Robert
25th December 2005, 06:36 AM
I am still interested in the concept. Do you use splash screens?
They were very vogue a couple of years ago, but now more people seem to lump them in with flash intro's. A waste of time and bandwidth.
So to the question. Do you use a splash screen? Or should you be able to get straight into the action?
adb22791
25th December 2005, 08:22 AM
I used to, but it was slightly pointless. People don't want to come to my site and then have to click ENTER HERE. They want to come to my site to read my sites content.
mf
25th December 2005, 04:04 PM
Actually, by using the term "Splash screen", I was just reminded of software splash screens which sort of hide the fact the application is still loading, and it gave me an idea. Back in 2002 when dHTML was the next big thing and W3C was still "uncool" (nowadays everybody loves W3C and their XHTML and CSS2), some advanced sites used loading screens, which loaded all the graphics in the background with a progress bar and then *poof* displayed the whole site loaded as it should be at once. Combining this with the concept of a splash screen isn't such a bad idea at all. You could have a 50% transparent black layer over the page while it loads, and display a small loading screen with a little welcome text over it which you can close by clicking anywhere on it. You can see the page load in the darkness in the background, and if for some reason you get impatient you can still view the page while it's loading, by hiding the splash/loading screen. Might be something funky to implement sometime :).
Robert
26th December 2005, 12:34 AM
That is a great idea. :)
I think it will be interesting to see how some "Flash" ideas (such as preloaders etc) get integrated into "static"* pages as we slowly move over to Web 2.0
*When I say static obviously AJAX etc. means that a page isn't static, but I am sure you get my drift. ;)
shadowdancer36
20th January 2006, 03:03 PM
Splash screens can be helpul for people who are more visual. Personally I like intros (if they aren't too long) It sorta sets the stage for what you have on the site. Also if you have your site on one of those surf to get paid sites, you can grab a user's attention by providing sounds and animation verse the plain old pages.
Disjunto
20th January 2006, 05:34 PM
Actually, by using the term "Splash screen", I was just reminded of software splash screens which sort of hide the fact the application is still loading, and it gave me an idea. Back in 2002 when dHTML was the next big thing and W3C was still "uncool" (nowadays everybody loves W3C and their XHTML and CSS2), some advanced sites used loading screens, which loaded all the graphics in the background with a progress bar and then *poof* displayed the whole site loaded as it should be at once. Combining this with the concept of a splash screen isn't such a bad idea at all. You could have a 50% transparent black layer over the page while it loads, and display a small loading screen with a little welcome text over it which you can close by clicking anywhere on it. You can see the page load in the darkness in the background, and if for some reason you get impatient you can still view the page while it's loading, by hiding the splash/loading screen. Might be something funky to implement sometime :).
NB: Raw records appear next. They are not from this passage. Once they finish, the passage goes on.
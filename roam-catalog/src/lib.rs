pub mod experience;
pub mod slot;
pub mod pricing;
pub mod promo;

pub use experience::Experience;
pub use slot::{AvailabilityError, Slot};
pub use pricing::{quote, Quote};
pub use promo::{check_promo, DiscountType, PromoCode, PromoRejection};
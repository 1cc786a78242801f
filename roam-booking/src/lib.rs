pub mod orchestrator;
pub mod reference;

pub use orchestrator::{BookingError, BookingOrchestrator};
pub use reference::generate_reference;
use async_trait::async_trait;
use chrono::NaiveDate;
use uuid::Uuid;

use roam_catalog::{Experience, PromoCode, Slot};

use crate::booking::Booking;

/// Failure surface of the storage layer. Capacity rejections and reference
/// collisions stay structured so callers can react to them; everything else
/// is an opaque backend fault.
#[derive(Debug, thiserror::Error)]
pub enum StoreError {
    #[error("Record not found")]
    NotFound,

    #[error("Not enough spots left: requested {requested}, remaining {remaining}")]
    CapacityExceeded { requested: i32, remaining: i32 },

    #[error("Booking reference already taken")]
    DuplicateReference,

    #[error(transparent)]
    Backend(#[from] anyhow::Error),
}

/// Repository trait for experience catalog reads
#[async_trait]
pub trait ExperienceRepository: Send + Sync {
    /// All experiences, newest first.
    async fn list_experiences(&self) -> Result<Vec<Experience>, StoreError>;

    async fn get_experience(&self, id: Uuid) -> Result<Option<Experience>, StoreError>;

    /// Slots of an experience on or after `from`, ordered by date then time.
    async fn list_upcoming_slots(
        &self,
        experience_id: Uuid,
        from: NaiveDate,
    ) -> Result<Vec<Slot>, StoreError>;
}

/// Repository trait for slot capacity. `reserve` is the only sanctioned way
/// `booked` moves up, and implementations must apply the admission test and
/// the increment as one atomic step; a read-then-write pair would let two
/// concurrent parties both observe room and overbook the slot.
#[async_trait]
pub trait SlotRepository: Send + Sync {
    async fn get_slot(&self, id: Uuid) -> Result<Option<Slot>, StoreError>;

    /// Admit `num_guests` if `booked + num_guests <= capacity`, atomically
    /// incrementing `booked`. Returns the updated slot, or
    /// `StoreError::CapacityExceeded` carrying the exact remaining spots.
    async fn reserve(&self, id: Uuid, num_guests: i32) -> Result<Slot, StoreError>;

    /// Compensating decrement used when a reservation's booking never landed.
    /// Saturates at zero. Not exposed to callers outside the orchestrator;
    /// there is no customer-facing cancellation path.
    async fn release(&self, id: Uuid, num_guests: i32) -> Result<(), StoreError>;
}

/// Repository trait for promo code reads
#[async_trait]
pub trait PromoRepository: Send + Sync {
    /// Case-insensitive lookup by code. Returns inactive codes too; validity
    /// rules live in the promo validator, not the store.
    async fn find_by_code(&self, code: &str) -> Result<Option<PromoCode>, StoreError>;
}

/// Repository trait for booking persistence
#[async_trait]
pub trait BookingRepository: Send + Sync {
    /// Insert a booking. `StoreError::DuplicateReference` signals a
    /// `booking_reference` collision so the caller can regenerate and retry.
    async fn insert(&self, booking: &Booking) -> Result<(), StoreError>;

    async fn find_by_reference(&self, reference: &str) -> Result<Option<Booking>, StoreError>;
}
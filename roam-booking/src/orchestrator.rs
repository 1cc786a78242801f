use std::sync::Arc;

use chrono::Utc;
use tracing::{info, warn};
use uuid::Uuid;

use roam_catalog::{check_promo, pricing, Experience, PromoCode, PromoRejection};
use roam_core::{
    Booking, BookingRepository, BookingRequest, BookingStatus, ExperienceRepository,
    PromoRepository, SlotRepository, StoreError,
};

use crate::reference::generate_reference;

/// Bounded regeneration budget for booking-reference collisions.
const REFERENCE_ATTEMPTS: u32 = 5;

#[derive(Debug, thiserror::Error)]
pub enum BookingError {
    #[error("Invalid request: {0}")]
    InvalidRequest(String),

    #[error("Experience not found")]
    ExperienceNotFound,

    #[error("Slot not found")]
    SlotNotFound,

    #[error("Not enough spots left: requested {requested}, remaining {remaining}")]
    CapacityExceeded { requested: i32, remaining: i32 },

    #[error("{0}")]
    InvalidPromo(#[from] PromoRejection),

    #[error("Could not allocate a unique booking reference")]
    ReferenceGenerationFailed,

    #[error("Booking could not be stored")]
    Persistence(#[source] StoreError),
}

/// Coordinates a booking attempt end to end:
/// validate -> reserve capacity -> re-validate promo -> price -> persist.
///
/// Each attempt is terminal on its first failure. Capacity is taken before
/// the booking row is written, so every failure past the reserve step runs a
/// compensating release; a reservation must never outlive a booking that
/// was not stored.
pub struct BookingOrchestrator {
    experiences: Arc<dyn ExperienceRepository>,
    slots: Arc<dyn SlotRepository>,
    promos: Arc<dyn PromoRepository>,
    bookings: Arc<dyn BookingRepository>,
}

impl BookingOrchestrator {
    pub fn new(
        experiences: Arc<dyn ExperienceRepository>,
        slots: Arc<dyn SlotRepository>,
        promos: Arc<dyn PromoRepository>,
        bookings: Arc<dyn BookingRepository>,
    ) -> Self {
        Self {
            experiences,
            slots,
            promos,
            bookings,
        }
    }

    pub async fn create_booking(&self, req: BookingRequest) -> Result<Booking, BookingError> {
        // 1. Validate the request shape before touching the store
        validate(&req)?;

        // 2. Load experience and slot
        let experience = self
            .experiences
            .get_experience(req.experience_id)
            .await
            .map_err(BookingError::Persistence)?
            .ok_or(BookingError::ExperienceNotFound)?;

        let slot = self
            .slots
            .get_slot(req.slot_id)
            .await
            .map_err(BookingError::Persistence)?
            .ok_or(BookingError::SlotNotFound)?;

        if slot.experience_id != experience.id {
            return Err(BookingError::InvalidRequest(
                "slot does not belong to the requested experience".to_string(),
            ));
        }

        // 3. Reserve capacity; the store applies the admission test and the
        //    increment as one atomic step
        match self.slots.reserve(req.slot_id, req.num_guests).await {
            Ok(_) => {}
            Err(StoreError::NotFound) => return Err(BookingError::SlotNotFound),
            Err(StoreError::CapacityExceeded {
                requested,
                remaining,
            }) => {
                return Err(BookingError::CapacityExceeded {
                    requested,
                    remaining,
                })
            }
            Err(e) => return Err(BookingError::Persistence(e)),
        }

        // From here on we hold a reservation with no booking row behind it
        let result = self.price_and_persist(&req, &experience).await;

        if result.is_err() {
            if let Err(e) = self.slots.release(req.slot_id, req.num_guests).await {
                warn!(slot_id = %req.slot_id, error = %e, "failed to release reserved capacity");
            }
        }

        result
    }

    async fn price_and_persist(
        &self,
        req: &BookingRequest,
        experience: &Experience,
    ) -> Result<Booking, BookingError> {
        // 4. Recompute the base amount server-side and re-validate the promo
        //    against it; a quote the client obtained earlier carries no weight
        let base_amount_cents = experience.price_cents * req.num_guests as i64;

        let promo: Option<PromoCode> = match &req.promo_code {
            Some(code) => {
                let promo = self
                    .promos
                    .find_by_code(code)
                    .await
                    .map_err(BookingError::Persistence)?
                    .ok_or(PromoRejection::NotFound)?;
                check_promo(&promo, base_amount_cents, Utc::now())?;
                Some(promo)
            }
            None => None,
        };

        // 5. Final pricing
        let quote = pricing::quote(experience.price_cents, req.num_guests, promo.as_ref());

        // 6./7. Persist as confirmed, regenerating the reference on collision
        for attempt in 1..=REFERENCE_ATTEMPTS {
            let booking = Booking {
                id: Uuid::new_v4(),
                experience_id: req.experience_id,
                slot_id: req.slot_id,
                customer_name: req.customer_name.clone(),
                customer_email: req.customer_email.clone(),
                customer_phone: req.customer_phone.clone(),
                num_guests: req.num_guests,
                base_amount_cents: quote.base_amount_cents,
                discount_amount_cents: quote.discount_amount_cents,
                final_amount_cents: quote.final_amount_cents,
                promo_code: promo.as_ref().map(|p| p.code.clone()),
                status: BookingStatus::Confirmed,
                booking_reference: generate_reference(),
                created_at: Utc::now(),
            };

            match self.bookings.insert(&booking).await {
                Ok(()) => {
                    info!(
                        reference = %booking.booking_reference,
                        slot_id = %booking.slot_id,
                        guests = booking.num_guests,
                        "booking confirmed"
                    );
                    return Ok(booking);
                }
                Err(StoreError::DuplicateReference) => {
                    warn!(attempt, "booking reference collision, regenerating");
                    continue;
                }
                Err(e) => return Err(BookingError::Persistence(e)),
            }
        }

        Err(BookingError::ReferenceGenerationFailed)
    }
}

fn validate(req: &BookingRequest) -> Result<(), BookingError> {
    if req.customer_name.trim().is_empty() {
        return Err(BookingError::InvalidRequest(
            "customer name is required".to_string(),
        ));
    }
    if req.customer_email.trim().is_empty() || !req.customer_email.contains('@') {
        return Err(BookingError::InvalidRequest(
            "a valid customer email is required".to_string(),
        ));
    }
    if req.customer_phone.trim().is_empty() {
        return Err(BookingError::InvalidRequest(
            "customer phone is required".to_string(),
        ));
    }
    if req.num_guests <= 0 {
        return Err(BookingError::InvalidRequest(
            "guest count must be at least 1".to_string(),
        ));
    }
    Ok(())
}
a few years ago i had a splash screen that had this same effect, it loaded the frontpage in the background then automatically switched to it. or you could just skip it and have a chunk of images or something missing. worked really well :D
mf
15th February 2006, 07:27 PM
a few years ago i had a splash screen that had this same effect, it loaded the frontpage in the background then automatically switched to it. or you could just skip it and have a chunk of images or something missing. worked really well :D
Do you still have the source? /me wants to see :)
Disjunto
15th February 2006, 07:29 PM
this was like 4 years ago..... don't even think i have the same HDD :P
Neeto
16th February 2006, 04:48 AM
I use one on my band's website. I dunno, I just invisioned the giant logo before you get to the meat of the site. It's like a coverpage to a portfolio, or the cover of a cd.
Gio Takahashi
10th June 2006, 04:07 PM
I had a splash screen, but then I decided to get rid of it.
Chroder
13th June 2006, 06:07 PM
Depends on the site. For the most part, I think splash screens suck. And I think DHTML loading bars suck too :p
But on some sites they're okay. Artsy sites mostly (including music bands).